My Polio Experience
By Donald B. Straith
After two years as a paratrooper in the United States Army and after World War II and two years studying at the University of Michigan, by the summer of 1948 I was ready for some adventure. I was in good shape, so I decided to return to Europe and bicycle to the placed where I had served during the war.
Alternating between trains and a bike, I bought in England, I spent about eight weeks touring, finishing up the last ten or twelve days in Switzerland, France, Belgium and Holland, where I boarded a freighter for the trip home. On board, I shared a cabin on the afterdeck with nine other men.
About the third day at sea, I was lying on my bunk reading when I began experiencing double vision that would not go away. Later - I believe the same day - I found, when I went to the lavatory, that I lost all the strength in my abdominal muscles. As my condition to decline, I was moved to the ship’s infirmary cabin. Although the ship carried no doctor, the ship’s captain was supposedly also a pharmacist’s mate, so he took over my care, claiming that I was just seasick and undernourished. His treatment was to insist that I drink a shot of cognac in a full glass of milk of magnesia several times a day, even though the mixture came out of my nose as fast as I drank it. This should have indicated to him that more was involved. Needless to say, having no bowel function, I ate very little for the rest of the voyage. However, I was still able to walk.

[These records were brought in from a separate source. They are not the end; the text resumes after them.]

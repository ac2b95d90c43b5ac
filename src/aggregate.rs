//! Reducers that group records by a dimension and compute counts, sums and
//! rates. None of these fail: malformed fields contribute nothing.

use std::cmp::Ordering;
use std::collections::{HashMap, HashSet};

use chrono::{Datelike, NaiveDate};
use serde::{Deserialize, Serialize};

use crate::models::{
    AccountType, AttendanceRecord, AttendanceStatus, Course, CourseGrade, Gender, NamedCount,
    PaymentRecord, PaymentStatus, SeriesPoint, User,
};

pub const TREND_MONTHS: i32 = 6;
pub const TOP_N: usize = 5;

const MONTH_LABELS: [&str; 12] = [
    "Jan", "Feb", "Mar", "Apr", "May", "Jun", "Jul", "Aug", "Sep", "Oct", "Nov", "Dec",
];
const WEEKDAY_LABELS: [&str; 7] = ["Mon", "Tue", "Wed", "Thu", "Fri", "Sat", "Sun"];
const AGE_BUCKETS: [&str; 5] = ["Under 18", "18-24", "25-34", "35-44", "45+"];

#[derive(Debug, Clone, Copy, PartialEq, Eq)]
struct MonthKey {
    year: i32,
    month: u32,
}

impl MonthKey {
    fn contains(self, day: NaiveDate) -> bool {
        day.year() == self.year && day.month() == self.month
    }

    fn label(self) -> &'static str {
        MONTH_LABELS[(self.month - 1) as usize]
    }
}

/// The six calendar months ending with the month of `as_of`, oldest first.
fn trailing_months(as_of: NaiveDate) -> Vec<MonthKey> {
    let current = as_of.year() * 12 + as_of.month0() as i32;
    (0..TREND_MONTHS)
        .rev()
        .map(|back| {
            let index = current - back;
            MonthKey {
                year: index.div_euclid(12),
                month: index.rem_euclid(12) as u32 + 1,
            }
        })
        .collect()
}

/// Buckets records into the trailing six months and reduces each bucket.
/// Always yields six points; empty months take whatever `reduce` returns for an
/// empty slice.
pub fn monthly_series<'a, T, D, R>(
    records: impl IntoIterator<Item = &'a T>,
    as_of: NaiveDate,
    day_of: D,
    reduce: R,
) -> Vec<SeriesPoint>
where
    T: 'a,
    D: Fn(&T) -> Option<NaiveDate>,
    R: Fn(&[&'a T]) -> i64,
{
    let dated: Vec<(NaiveDate, &'a T)> = records
        .into_iter()
        .filter_map(|record| day_of(record).map(|day| (day, record)))
        .collect();

    trailing_months(as_of)
        .into_iter()
        .map(|month| {
            let bucket: Vec<&'a T> = dated
                .iter()
                .filter(|(day, _)| month.contains(*day))
                .map(|(_, record)| *record)
                .collect();
            SeriesPoint {
                label: month.label().to_string(),
                value: reduce(&bucket),
            }
        })
        .collect()
}

/// `round(part / total * 100)`, defined as 0 for an empty total.
pub fn rate(part: usize, total: usize) -> i64 {
    if total == 0 {
        return 0;
    }
    let value = (part as f64 / total as f64 * 100.0).round() as i64;
    value.clamp(0, 100)
}

/// Arithmetic mean, 0 when there is nothing to average.
pub fn mean(values: impl IntoIterator<Item = f64>) -> f64 {
    let (sum, count) = values
        .into_iter()
        .fold((0.0, 0usize), |(sum, count), value| (sum + value, count + 1));
    if count == 0 {
        0.0
    } else {
        sum / count as f64
    }
}

fn fixed_buckets(labels: &[&str], counts: &[i64]) -> Vec<NamedCount> {
    labels
        .iter()
        .zip(counts)
        .map(|(label, value)| NamedCount {
            name: (*label).to_string(),
            value: *value,
        })
        .collect()
}

/// Counts records per label, listing labels in the order first seen.
pub fn count_by<'a, T: 'a, F>(
    records: impl IntoIterator<Item = &'a T>,
    label_of: F,
) -> Vec<NamedCount>
where
    F: Fn(&T) -> String,
{
    let mut positions: HashMap<String, usize> = HashMap::new();
    let mut counts: Vec<NamedCount> = Vec::new();

    for record in records {
        let label = label_of(record);
        match positions.get(&label) {
            Some(&index) => counts[index].value += 1,
            None => {
                positions.insert(label.clone(), counts.len());
                counts.push(NamedCount {
                    name: label,
                    value: 1,
                });
            }
        }
    }

    counts
}

/// Stable descending sort on `metric`, truncated to the top five.
pub fn top_n<T, F>(mut items: Vec<T>, metric: F) -> Vec<T>
where
    F: Fn(&T) -> f64,
{
    items.sort_by(|a, b| metric(b).partial_cmp(&metric(a)).unwrap_or(Ordering::Equal));
    items.truncate(TOP_N);
    items
}

pub fn gender_distribution<'a>(users: impl IntoIterator<Item = &'a User>) -> Vec<NamedCount> {
    let mut counts = [0i64; 3];
    for user in users {
        let index = match user.gender() {
            Gender::Male => 0,
            Gender::Female => 1,
            Gender::Other => 2,
        };
        counts[index] += 1;
    }

    let labels: Vec<&str> = Gender::ALL.iter().map(|g| g.label()).collect();
    fixed_buckets(&labels, &counts)
}

fn age_bucket(age: u32) -> usize {
    match age {
        0..=17 => 0,
        18..=24 => 1,
        25..=34 => 2,
        35..=44 => 3,
        _ => 4,
    }
}

/// Users without a usable birth date (or one after `as_of`) are not counted.
pub fn age_distribution<'a>(
    users: impl IntoIterator<Item = &'a User>,
    as_of: NaiveDate,
) -> Vec<NamedCount> {
    let mut counts = [0i64; 5];
    for user in users {
        if let Some(age) = user.birth_day().and_then(|born| as_of.years_since(born)) {
            counts[age_bucket(age)] += 1;
        }
    }
    fixed_buckets(&AGE_BUCKETS, &counts)
}

pub fn account_type_distribution<'a>(
    users: impl IntoIterator<Item = &'a User>,
) -> Vec<NamedCount> {
    let mut counts = [0i64; 2];
    for user in users {
        match user.account_type() {
            AccountType::Corporate => counts[0] += 1,
            AccountType::Individual => counts[1] += 1,
        }
    }

    let labels: Vec<&str> = AccountType::ALL.iter().map(|a| a.label()).collect();
    fixed_buckets(&labels, &counts)
}

/// Most common locations, at most five. Blank locations count as `Unknown`.
pub fn location_distribution<'a>(users: impl IntoIterator<Item = &'a User>) -> Vec<NamedCount> {
    let counts = count_by(users, |user| match user.location() {
        "" => "Unknown".to_string(),
        location => location.to_string(),
    });
    top_n(counts, |entry| entry.value as f64)
}

pub fn status_distribution<'a>(
    payments: impl IntoIterator<Item = &'a PaymentRecord>,
) -> Vec<NamedCount> {
    let mut counts = [0i64; 5];
    for payment in payments {
        let index = PaymentStatus::ALL
            .iter()
            .position(|status| *status == payment.status)
            .unwrap_or(PaymentStatus::ALL.len() - 1);
        counts[index] += 1;
    }

    let labels: Vec<&str> = PaymentStatus::ALL.iter().map(|s| s.as_str()).collect();
    fixed_buckets(&labels, &counts)
}

pub fn provider_distribution<'a>(
    payments: impl IntoIterator<Item = &'a PaymentRecord>,
) -> Vec<NamedCount> {
    count_by(payments, |payment| payment.provider().to_string())
}

pub fn category_distribution<'a>(courses: impl IntoIterator<Item = &'a Course>) -> Vec<NamedCount> {
    count_by(courses, |course| course.category().to_string())
}

/// Attended (present or late) sessions per weekday, Monday first.
pub fn weekday_distribution<'a>(
    records: impl IntoIterator<Item = &'a AttendanceRecord>,
) -> Vec<NamedCount> {
    let mut counts = [0i64; 7];
    for record in records {
        if !record.attended() {
            continue;
        }
        if let Some(day) = record.day() {
            counts[day.weekday().num_days_from_monday() as usize] += 1;
        }
    }
    fixed_buckets(&WEEKDAY_LABELS, &counts)
}

#[derive(Debug, Clone, Copy, Default, PartialEq, Eq, Serialize, Deserialize)]
#[serde(rename_all = "camelCase")]
pub struct AttendanceSummary {
    pub attendance_rate: i64,
    pub present_count: usize,
    pub absent_count: usize,
    pub late_count: usize,
}

/// Records with an unknown status count toward the total but not toward
/// attendance.
pub fn attendance_summary<'a>(
    records: impl IntoIterator<Item = &'a AttendanceRecord>,
) -> AttendanceSummary {
    let mut summary = AttendanceSummary::default();
    let mut total = 0usize;

    for record in records {
        total += 1;
        match record.status {
            AttendanceStatus::Present => summary.present_count += 1,
            AttendanceStatus::Late => summary.late_count += 1,
            AttendanceStatus::Absent => summary.absent_count += 1,
            AttendanceStatus::Unknown => {}
        }
    }

    summary.attendance_rate = rate(summary.present_count + summary.late_count, total);
    summary
}

/// Sum of succeeded payment amounts, saturating at the `i64` bounds.
pub fn revenue<'a>(payments: impl IntoIterator<Item = &'a PaymentRecord>) -> i64 {
    payments
        .into_iter()
        .filter(|payment| payment.succeeded())
        .map(PaymentRecord::amount)
        .fold(0i64, |total, amount| total.saturating_add(amount))
}

pub fn revenue_trend(payments: &[PaymentRecord], as_of: NaiveDate) -> Vec<SeriesPoint> {
    monthly_series(payments, as_of, PaymentRecord::created_on, |bucket| {
        revenue(bucket.iter().copied())
    })
}

/// New students per month.
pub fn enrollment_trend<'a>(
    students: impl IntoIterator<Item = &'a User>,
    as_of: NaiveDate,
) -> Vec<SeriesPoint> {
    monthly_series(students, as_of, User::created_on, |bucket| bucket.len() as i64)
}

/// Monthly attendance rate.
pub fn attendance_trend(records: &[AttendanceRecord], as_of: NaiveDate) -> Vec<SeriesPoint> {
    monthly_series(records, as_of, AttendanceRecord::day, |bucket| {
        attendance_summary(bucket.iter().copied()).attendance_rate
    })
}

#[derive(Debug, Clone, Copy, Default, PartialEq)]
pub struct CourseMetrics {
    pub enrollments: usize,
    pub revenue: i64,
    pub average_grade: f64,
    pub attendance: AttendanceSummary,
}

/// A payment covering several courses counts in full toward each of them.
pub fn course_metrics(
    course_id: &str,
    payments: &[PaymentRecord],
    grades: &[CourseGrade],
    attendance: &[AttendanceRecord],
) -> CourseMetrics {
    let covering: Vec<&PaymentRecord> = payments
        .iter()
        .filter(|payment| payment.succeeded() && payment.covers_course(course_id))
        .collect();

    let students: HashSet<&str> = covering
        .iter()
        .map(|payment| payment.user_id())
        .filter(|id| !id.is_empty())
        .collect();

    CourseMetrics {
        enrollments: students.len(),
        revenue: revenue(covering.iter().copied()),
        average_grade: mean(
            grades
                .iter()
                .filter(|grade| grade.course_id() == course_id)
                .map(CourseGrade::value),
        ),
        attendance: attendance_summary(
            attendance
                .iter()
                .filter(|record| record.course_id() == course_id),
        ),
    }
}

#[derive(Debug, Clone, Default, PartialEq)]
pub struct StudentMetrics {
    pub enrolled_courses: usize,
    pub total_spent: i64,
    pub completion_rate: f64,
    pub average_grade: f64,
}

/// Enrolment comes from the student's succeeded payments; completion is the
/// mean progress of the enrolled courses that can be found.
pub fn student_metrics(
    user_id: &str,
    courses: &[Course],
    payments: &[PaymentRecord],
    grades: &[CourseGrade],
) -> StudentMetrics {
    let paid: Vec<&PaymentRecord> = payments
        .iter()
        .filter(|payment| payment.succeeded() && payment.user_id() == user_id)
        .collect();

    let mut enrolled: Vec<&str> = Vec::new();
    for course_id in paid.iter().copied().flat_map(|payment| payment.course_ids()) {
        if !enrolled.contains(&course_id) {
            enrolled.push(course_id);
        }
    }

    let completion_rate = mean(
        enrolled
            .iter()
            .filter_map(|id| courses.iter().find(|course| course.id == *id))
            .map(Course::progress),
    );

    StudentMetrics {
        enrolled_courses: enrolled.len(),
        total_spent: revenue(paid.iter().copied()),
        completion_rate,
        average_grade: mean(
            grades
                .iter()
                .filter(|grade| grade.student_id() == user_id)
                .map(CourseGrade::value),
        ),
    }
}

On the ship’s arrival in New York, I made it down the gangplank, but, at the bottom, my knees almost gave out. Realizing I needed help, I hailed a taxi to take me to a relative’s home on Long Island. The family had three small children, so the family’s pediatrician was called upon to make a house call to examine me. His diagnosis? The same as the captain’s —seasickness and malnutrition!
The following morning, both of my legs gave out completely. My father immediately came from Detroit to get me and carried me on his back through Grand Central Station to reach our train. As soon as we arrived home, our family doctor was summoned. It took him only minutes to determine that I had polio - - both bulbar and spinal. When asked by my folks, he said that my chances were 50/50.
I was transferred to the infectious diseases pavilion at Herman Kiefer Hospital, where I spent the next four months. There, I shared a room with two other slightly older men on a whole floor of polio cases. We were told that the ratio of adult (sixteen years and older) polio cases to juvenile cases was unusually high that year - - one in every three cases was an adult.
Our treatment was the Sister Kenny protocol - - heavy wool blankets soaked in almost boiling water, then laid across our backs, buttocks, and legs and covered with rubber sheets to retain the heat. It was extremely painful but, we were told, it would relax the polio-tightened muscles. How successful that was, I don’t know. As I recall, we were given some exercise, but not much. I do know that I was reprimanded by a staff member for pulling myself across the ends of three beds in our room to get to our bathroom.
It was probably another week or so before my vision returned to normal and my legs began to recover some strength. By the time I was discharged several months later, I was walking with those half-crutch things we called “sticks”, which I used for less than a year. I was outfitted with a spring brace attached to my left shoe to compensate for a weak leg and drop foot. This device broke periodically from metal fatigue and had to be replaced, so eventually I gave up and began taping my ankle each morning with an Ace bandage. This worked well during the day, but I was in agony by the time I removed the tape in the evening. I continued this routine for many years until a friend tole me about a new brace made of PVC that had become available. I have now worn such a device for over twenty years, and how I wish that it had been available years earlier!
Although I still have a weak left leg, a drop foot, one paralyzed vocal cord, and only 62% lung capacity, I have lived a full life and not let my disabilities hold me back. One of my hospital roommates told me to “never even think of trying to ski”, yet I later met my wife-to-be on a ski trip. Now in my nineties, I have traveled over much of the world, have been swimming with sting rays in the Pacific, have gone helmet-diving in the Atlantic, and have even climbed the Great Pyramid in Egypt. I have tried to maintain a positive attitude and determination in spite of the disabilities left by my polio experience and I think that I have done pretty well.